World J Surg Oncol 2017 Feb 2;15(1):38. Epub 2017 Feb 2.
Department of Radiology, Seoul St. Mary's Hospital, College of Medicine, The Catholic University of Korea, 222, Banpo-daero, Seocho-gu, Seoul, 06591, Republic of Korea.
Background: Relative to Western women, Korean women show several differences in breast-related characteristics, including higher rates of dense breasts and small breasts. We investigated how mammographic composition and breast size affect the glandular dose during full-field digital mammography (FFDM) in Korean women using a radiation dose management system.

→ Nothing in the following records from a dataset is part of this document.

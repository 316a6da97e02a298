//! Outbound side of the replay transport.
//!
//! Steps of the demo bot never print directly; they hand replies to a
//! [`ReplySink`], which the binary backs with NDJSON on stdout.

use std::io::Write;
use std::sync::Mutex;

use anyhow::{anyhow, Context, Result};
use serde::{Deserialize, Serialize};
use telemux::Update;

#[derive(Debug, Clone, Serialize, Deserialize, PartialEq, Eq)]
pub struct OutboundReply {
    pub update_id: i64,
    pub chat_id: i64,
    pub text: String,
}

impl OutboundReply {
    /// Addresses the effective chat, falling back to the sender for chat-less
    /// updates such as inline queries.
    pub fn to_update(update: &Update, text: impl Into<String>) -> Result<Self> {
        let chat_id = match update.effective_chat() {
            Some(chat) => chat.id,
            None => {
                update
                    .effective_user()
                    .ok_or_else(|| anyhow!("update {} has no chat or sender", update.raw.update_id))?
                    .id
            }
        };
        Ok(Self {
            update_id: update.raw.update_id,
            chat_id,
            text: text.into(),
        })
    }
}

pub trait ReplySink: Send + Sync {
    fn send(&self, reply: OutboundReply) -> Result<()>;

    fn reply(&self, update: &Update, text: &str) -> Result<()> {
        self.send(OutboundReply::to_update(update, text)?)
    }
}

/// Writes one JSON object per reply.
pub struct NdjsonReplySink<W> {
    writer: Mutex<W>,
}

impl<W: Write + Send> NdjsonReplySink<W> {
    pub fn new(writer: W) -> Self {
        Self {
            writer: Mutex::new(writer),
        }
    }

    #[cfg(test)]
    pub fn into_inner(self) -> Result<W> {
        self.writer
            .into_inner()
            .map_err(|_| anyhow!("reply writer lock poisoned"))
    }
}

impl<W: Write + Send> ReplySink for NdjsonReplySink<W> {
    fn send(&self, reply: OutboundReply) -> Result<()> {
        let line = serde_json::to_string(&reply).context("failed to encode reply")?;
        let mut writer = self
            .writer
            .lock()
            .map_err(|_| anyhow!("reply writer lock poisoned"))?;
        writeln!(writer, "{line}").context("failed to write reply")?;
        writer.flush().context("failed to flush reply")?;
        tracing::debug!(update_id = reply.update_id, chat_id = reply.chat_id, "reply sent");
        Ok(())
    }
}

Methods: From June 1 to June 30, 2015, 2120 FFDM images from 560 patients were acquired and mammographic breast composition and breast size were assessed. We analyzed the correlations of patient age, peak kilovoltage (kVp), current (mAs), compressed breast thickness, compression force, mammographic breast composition, and mammographic breast size with the mean glandular dose (MGD) of the breast using a radiation dose management system. The causes of increased radiation were investigated, among patients with radiation doses above the diagnostic reference level (4th quartile, ≥75%).
Results: The MGD per view of 2120 images was 1.81 ± 0.70 mGy. In multivariate linear regression analysis, age was negatively associated with MGD (p < 0.05). The mAs, kVp, compressed breast thickness, and mammographic breast size were positively associated with MGD (p < 0.05). The "dense" group had a significantly higher MGD than the "non-dense" group (p < 0.05). Patients with radiation dose values above the diagnostic reference value had large breasts of dense composition.
Conclusions: Among Korean women, patients with large and dense breasts should be more carefully managed to ensure that a constant radiation dose is maintained.